Rich countries debating legalization of pot are also watching the bill, which philanthropist George Soros has supported as an "experiment" that could provide an alternative to the failed U.S.-led policies of a long "war on drugs".

The bill, which passed the lower chamber of Congress in July, gives authorities 120 days to set up a drug control board that will regulate cultivation standards, fix the price and monitor consumption.

The use of marijuana is legal in Uruguay, one of the most liberal Latin American countries, but cultivation and sale of the drug are not.

Other countries have decriminalized marijuana possession and the Netherlands allows its sale in a coffee shop system, but Uruguay will be the first nation to legalize the whole chain from growing the plant to buying and selling its leaves.

Several countries such as Canada, the Netherlands and Israel have legal programs for the growth of medical cannabis, but do not allow cultivation of marijuana for recreational use.
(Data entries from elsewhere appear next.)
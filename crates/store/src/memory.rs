use std::collections::{HashMap, HashSet};
use std::sync::Arc;

use async_trait::async_trait;
use chrono::{DateTime, Utc};
use common::{OrderId, ProductId, UserId};
use domain::{
    CartItem, Message, Order, OrderDetails, OrderItem, OrderPlacement, OrderStatuses, Product,
    ProductFilter, ProductUpdate, Review, Role, User,
};
use tokio::sync::RwLock;

use crate::{MarketStore, Result, StoreError};

#[derive(Debug, Default)]
struct Tables {
    users: HashMap<UserId, User>,
    products: HashMap<ProductId, Product>,
    cart: Vec<CartItem>,
    orders: HashMap<OrderId, Order>,
    order_items: Vec<OrderItem>,
    reviews: Vec<Review>,
    messages: Vec<Message>,
}

impl Tables {
    fn items_of(&self, order_id: OrderId) -> Vec<OrderItem> {
        self.order_items
            .iter()
            .filter(|item| item.order_id == order_id)
            .cloned()
            .collect()
    }

    fn newest_first(&self, mut orders: Vec<Order>) -> Vec<Order> {
        orders.sort_by(|a, b| b.created_at.cmp(&a.created_at).then(b.id.cmp(&a.id)));
        orders
    }
}

/// In-memory store for tests and single-process deployments.
///
/// All tables live behind one lock, so every call observes and produces a
/// consistent snapshot, the equivalent of a serializable transaction.
#[derive(Clone, Default)]
pub struct InMemoryStore {
    tables: Arc<RwLock<Tables>>,
}

impl InMemoryStore {
    /// Creates a new empty in-memory store.
    pub fn new() -> Self {
        Self::default()
    }

    /// Returns the total number of orders stored.
    pub async fn order_count(&self) -> usize {
        self.tables.read().await.orders.len()
    }
}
Last year, the U.S. states of Colorado and Washington passed ballot initiatives that legalize and regulate the recreational use of marijuana.

Uruguay's leftist President Jose Mujica defends his initiative as a bid to regulate and tax a market that already exists but is run by criminals.

"We've given this market as a gift to the drug traffickers and that is more destructive socially than the drug itself, because it rots the whole of society," the 78-year-old former guerrilla fighter told Argentine news agency Telam.